Monitoring Therapeutic Side Effects (carcinogenic and non-carcinogenic) with Linked Cancer Registry Data in Australia

Abstract

Population-based cancer registries (PBCRs) continue to have a crucial role in surveillance of cancer incidence, mortality, survival and prevalence in different countries. The International Agency for Research on Cancer has used PBCR data as its principal touchstone for estimating cancer and cancer mortality risk worldwide and by country. PBCRs have provided evidence for service planning, evaluation, and quality improvement, and population health and health system research.
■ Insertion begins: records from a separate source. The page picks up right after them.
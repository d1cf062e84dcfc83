//! Job state machine.
//!
//! `Queued → Scanning → Extracting → Detecting → Completed`, with `Failed`
//! reachable from every non-terminal state. A run always ends in a terminal
//! state: stage errors, cancellation and panics all become a
//! [`FailureReason`] on the job.

use futures::FutureExt;
use std::collections::HashMap;
use std::panic::AssertUnwindSafe;
use std::path::{Path, PathBuf};
use std::sync::Arc;
use std::time::{Duration, Instant};
use tempfile::TempDir;
use tokio::sync::{Mutex, RwLock};
use tokio_util::sync::CancellationToken;
use uuid::Uuid;

use sentinela_core::{
    Config, DetectionReport, EnrichmentResult, ErrorMetadata, ExtractedFile, ExtractionLimits,
    FailureReason, IngestionJob, IngestionRequest, JobStateError, JobStatus, LogLevel,
    RiskLevel,
};
use sentinela_detection::DetectionEngine;
use sentinela_services::{ArchiveExtractor, DetectionSink, NoopSink, RiskEnricher, VirusScanner};

use crate::progress::ProgressChannel;
use crate::SharedRegistry;

/// How long a scan engine probe result is reused by admission.
pub const DEFAULT_PROBE_TTL_SECS: u64 = 30;

#[derive(Debug, thiserror::Error)]
pub enum PipelineError {
    #[error("Job rejected: {0}")]
    Rejected(FailureReason),

    #[error("Job not found: {0}")]
    NotFound(Uuid),

    #[error("Job {0} is already running")]
    AlreadyRunning(Uuid),

    #[error("Job {0} has not reached a terminal state")]
    NotTerminal(Uuid),

    #[error(transparent)]
    State(#[from] JobStateError),
}

#[derive(Debug, Clone)]
pub struct OrchestratorSettings {
    pub max_archive_bytes: u64,
    pub scan_timeout: Duration,
    pub extraction_limits: ExtractionLimits,
    pub detection_max_read_bytes: u64,
    /// Per-job workspaces are created below this directory
    pub work_dir: PathBuf,
    pub enrichment_timeout: Duration,
    pub probe_ttl: Duration,
}

impl OrchestratorSettings {
    pub fn from_config(config: &Config) -> Self {
        Self {
            max_archive_bytes: config.scan.max_file_size_bytes,
            scan_timeout: config.scan.timeout(),
            extraction_limits: config.extraction,
            detection_max_read_bytes: config.detection_max_read_bytes,
            work_dir: config.work_dir.clone(),
            enrichment_timeout: config.enrichment.timeout(),
            probe_ttl: Duration::from_secs(DEFAULT_PROBE_TTL_SECS),
        }
    }
}

struct JobEntry {
    job: IngestionJob,
    report: Option<DetectionReport>,
    cancel: CancellationToken,
    running: bool,
}

enum Claim {
    Finished(IngestionJob),
    Run {
        source: PathBuf,
        cancel: CancellationToken,
    },
}

pub struct Orchestrator {
    scanner: Arc<dyn VirusScanner>,
    extractor: ArchiveExtractor,
    engine: DetectionEngine,
    registry: SharedRegistry,
    progress: ProgressChannel,
    sink: Arc<dyn DetectionSink>,
    enricher: Option<Arc<dyn RiskEnricher>>,
    settings: OrchestratorSettings,
    jobs: RwLock<HashMap<Uuid, JobEntry>>,
    probe: Mutex<Option<(Instant, bool)>>,
}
Increasingly they are being used as a spine for linking data from other databases relating to primary prevention initiatives, screening, treatment provision, and the delivery of support services. PBCRs have long been used in investigations of environmental hazards, as applying for example to exposures to radon, asbestos dust, and agricultural chemicals. The required data for these investigations are generally not available from PBCRs as a one-stop data source, but from PBCRs supplemented with data on exposures collected through surveys, industry records, and increasingly, from linked databases. Cancer survival has increased markedly in economically developed countries in through advances in surgery, radiotherapy, and systemic therapies. The net gains have often been impressive but adverse effects are occurring. New chemotherapy and other systemic therapies can be associated with carcinogenesis and other adverse effects on cardiac and other vital organs. These effects may not be detected until extensive latency periods have passed. An important role of linked datasets is to flag possible adverse effects, their potential scale, and population distribution, and to indicate where further research is warranted. This report discusses the use of PBCRs in monitoring carcinogenic and noncarcinogenic side effects, and the role of data linkage as an enabler. The opportunities to use PBCRs for this purpose depend on their availability, access to relevant disease registries, administrative data, and death data. Opportunities would also vary depending on competing priorities and availability of an enabling legal framework.